Name gender masculine
Paradoxechinus novus Laube, 1869, p. 188, by monotypy. Holotype Natural History Museum, Vienna 9024.
Species Included
  • P. novus Laube, 1869; Oligocene-Lower Miocene, South Australia.
  • P. granulosus Philip & Foster, 1971; Upper Oligocene, South Australia.
  • P. profundi Philip & Foster, 1971; Middle Oligocene and possibly Lower Miocene, South Australia.
  • P. stellatus Philip & Foster, 1971; Upper Eocene-earliest Oligocene, South Australia.
Classification and/or Status
Euechinoidea; Camarodonta; Temnopleuroida; Temnopleuridae

The strong sexual dimorphism distinguishes this taxon from all others except Temnechinus and Coptechinus, both of which have an almost identical apical dis morphology. Paradoxechinus is distinguished from both by the rather fine pitting that occurs across the plate as well as along sutures.

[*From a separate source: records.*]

//! Config freezing.
//!
//! A [`Projection`] is the part of a [`LineSignature`] the search looks at,
//! plus the gold indentation when one is supplied. Freezing sorts its maps
//! into a canonical [`FrozenConfig`], a cheap-to-clone hashable key: two
//! lines with equal frozen configs are interchangeable during the search.

use rustc_hash::FxHashMap;
use splice_ir::{DeclaredName, LineCategory, LineSignature};
use std::fmt;
use std::sync::Arc;

/// Field subset kept by a projection.
#[derive(Copy, Clone, Eq, PartialEq, Hash, Debug, PartialOrd, Ord)]
pub enum ConfigKind {
    /// Category, brace flags, completeness and indentation.
    Syntax,
    /// Syntax fields plus typed declared names, used names and the
    /// prototype name.
    Table,
}

/// Name fields of a [`ConfigKind::Table`] projection.
#[derive(Clone, Eq, PartialEq, Debug, Default)]
pub struct TableFields {
    pub declared: FxHashMap<String, DeclaredName>,
    pub used: FxHashMap<String, u32>,
    pub prototype: Option<String>,
}

/// Unfrozen view of a config.
#[derive(Clone, Eq, PartialEq, Debug)]
pub struct Projection {
    pub category: LineCategory,
    pub opens_scope: bool,
    pub starts_with_close: bool,
    pub ends_with_open: bool,
    pub complete: bool,
    pub indent: Option<u32>,
    /// Present exactly for table projections.
    pub table: Option<TableFields>,
}

impl Projection {
    pub fn kind(&self) -> ConfigKind {
        if self.table.is_some() {
            ConfigKind::Table
        } else {
            ConfigKind::Syntax
        }
    }
}

/// Project a signature onto a field subset.
pub fn project(signature: &LineSignature, kind: ConfigKind, indent: Option<u32>) -> Projection {
    let table = match kind {
        ConfigKind::Syntax => None,
        ConfigKind::Table => Some(TableFields {
            declared: signature.declared.clone(),
            used: signature.used.clone(),
            prototype: signature.prototype.clone(),
        }),
    };
    Projection {
        category: signature.category,
        opens_scope: signature.opens_scope,
        starts_with_close: signature.starts_with_close,
        ends_with_open: signature.ends_with_open,
        complete: signature.complete,
        indent,
        table,
    }
}

#[derive(Clone, Eq, PartialEq, Hash, Debug)]
struct Fields {
    kind: ConfigKind,
    category: LineCategory,
    opens_scope: bool,
    starts_with_close: bool,
    ends_with_open: bool,
    complete: bool,
    indent: Option<u32>,
    /// Sorted by name.
    declared: Box<[(String, DeclaredName)]>,
    /// Sorted by name.
    used: Box<[(String, u32)]>,
    prototype: Option<String>,
}

/// Canonical, hashable form of a [`Projection`].
#[derive(Clone, Eq, PartialEq, Hash)]
pub struct FrozenConfig(Arc<Fields>);

fn sorted<V: Clone>(map: &FxHashMap<String, V>) -> Box<[(String, V)]> {
    let mut entries: Vec<(String, V)> = map.iter().map(|(k, v)| (k.clone(), v.clone())).collect();
    entries.sort_unstable_by(|a, b| a.0.cmp(&b.0));
    entries.into_boxed_slice()
}

pub fn freeze(projection: &Projection) -> FrozenConfig {
    let (declared, used, prototype) = match &projection.table {
        Some(table) => (
            sorted(&table.declared),
            sorted(&table.used),
            table.prototype.clone(),
        ),
        None => (Box::default(), Box::default(), None),
    };
    FrozenConfig(Arc::new(Fields {
        kind: projection.kind(),
        category: projection.category,
        opens_scope: projection.opens_scope,
        starts_with_close: projection.starts_with_close,
        ends_with_open: projection.ends_with_open,
        complete: projection.complete,
        indent: projection.indent,
        declared,
        used,
        prototype,
    }))
}

pub fn unfreeze(config: &FrozenConfig) -> Projection {
    let fields = &*config.0;
    let table = match fields.kind {
        ConfigKind::Syntax => None,
        ConfigKind::Table => Some(TableFields {
            declared: fields.declared.iter().cloned().collect(),
            used: fields.used.iter().cloned().collect(),
            prototype: fields.prototype.clone(),
        }),
    };
    Projection {
        category: fields.category,
        opens_scope: fields.opens_scope,
        starts_with_close: fields.starts_with_close,
        ends_with_open: fields.ends_with_open,
        complete: fields.complete,
        indent: fields.indent,
        table,
    }
}

impl FrozenConfig {
    /// Project and freeze in one go.
    pub fn of(signature: &LineSignature, kind: ConfigKind, indent: Option<u32>) -> Self {
        freeze(&project(signature, kind, indent))
    }

    pub fn kind(&self) -> ConfigKind {
        self.0.kind
    }

    pub fn category(&self) -> LineCategory {
        self.0.category
    }

    pub fn opens_scope(&self) -> bool {
        self.0.opens_scope
    }

    pub fn starts_with_close(&self) -> bool {
        self.0.starts_with_close
    }

    pub fn ends_with_open(&self) -> bool {
        self.0.ends_with_open
    }

    pub fn complete(&self) -> bool {
        self.0.complete
    }

    pub fn indent(&self) -> Option<u32> {
        self.0.indent
    }

    pub fn declared(&self) -> &[(String, DeclaredName)] {
        &self.0.declared
    }

    pub fn used(&self) -> &[(String, u32)] {
        &self.0.used
    }

    pub fn prototype(&self) -> Option<&str> {
        self.0.prototype.as_deref()
    }

    /// Same config with a different gold indentation.
    #[must_use]
    pub fn with_indent(&self, indent: Option<u32>) -> Self {
        if self.0.indent == indent {
            return self.clone();
        }
        let mut fields = (*self.0).clone();
        fields.indent = indent;
        FrozenConfig(Arc::new(fields))
    }
}

/// `if False False True` style: category, complete, starts with `}`,
/// ends with `{`.
impl fmt::Display for FrozenConfig {
    fn fmt(&self, f: &mut fmt::Formatter<'_>) -> fmt::Result {
        let title = |b: bool| if b { "True" } else { "False" };
        write!(
            f,
            "{} {} {} {}",
            self.category().name().replace(' ', "-"),
            title(self.complete()),
            title(self.starts_with_close()),
            title(self.ends_with_open()),
        )?;
        if let Some(indent) = self.indent() {
            write!(f, " @{indent}")?;
        }
        for (name, decl) in self.declared() {
            write!(f, " +{name}:{}:{}", decl.ty, decl.depth)?;
        }
        for (name, depth) in self.used() {
            write!(f, " {name}:{depth}")?;
        }
        if let Some(name) = self.prototype() {
            write!(f, " proto:{name}")?;
        }
        Ok(())
    }
}

impl fmt::Debug for FrozenConfig {
    fn fmt(&self, f: &mut fmt::Formatter<'_>) -> fmt::Result {
        write!(f, "FrozenConfig({self})")
    }
}

/// Whether a scope description could belong to any real line.
pub fn validate_syntax_config(config: &FrozenConfig) -> bool {
    match config.category() {
        LineCategory::CloseCurlyOnly if !config.starts_with_close() => false,
        LineCategory::OpenCurlyOnly if !config.ends_with_open() => false,
        _ => !(config.ends_with_open() && config.complete()),
    }
}

/// Whether a line of this shape opens a scope when it is incomplete.
fn implied_opens_scope(
    category: LineCategory,
    complete: bool,
    starts_with_close: bool,
    ends_with_open: bool,
) -> bool {
    match category {
        LineCategory::Empty
        | LineCategory::Marker
        | LineCategory::OpenCurlyOnly
        | LineCategory::CloseCurlyOnly => ends_with_open,
        LineCategory::DoWhile => false,
        LineCategory::While if starts_with_close => false,
        _ => !complete,
    }
}

/// Parse the four-field scope description used by scaffold predictors,
/// e.g. `if False False True` or `else-if False True True`.
///
/// Any flag other than `True` reads as false.
pub fn syntax_config_from_str(s: &str) -> Option<FrozenConfig> {
    let fields: Vec<&str> = s.split(' ').collect();
    let [category, complete, starts_with_close, ends_with_open] = fields[..] else {
        return None;
    };
    let category = LineCategory::from_name(&category.replace('-', " "))?;
    let (complete, starts_with_close, ends_with_open) =
        (complete == "True", starts_with_close == "True", ends_with_open == "True");
    Some(freeze(&Projection {
        category,
        opens_scope: implied_opens_scope(category, complete, starts_with_close, ends_with_open),
        starts_with_close,
        ends_with_open,
        complete,
        indent: None,
        table: None,
    }))
}

#[cfg(test)]
#[allow(clippy::unwrap_used, reason = "tests use unwrap for brevity")]
mod tests;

Described in detail by Philip & Foster (1971).

Laube, G. C. 1869. Sitzber. Akad. Wiss. Wien. 69 (1), 186.

Philip, G. M. 1969. The Tertiary echinoids of South-Eastern Australia IV. Camarodonta (2). Royal Society of Victoria Proceedings 82, 233-275, pls 3-16.

Philip, G. & Foster, R. J. 1971. Marsupiate Tertiary echinoids from South-eastern Australia and their zoogeographic significance. Palaeontology 14, 666-695.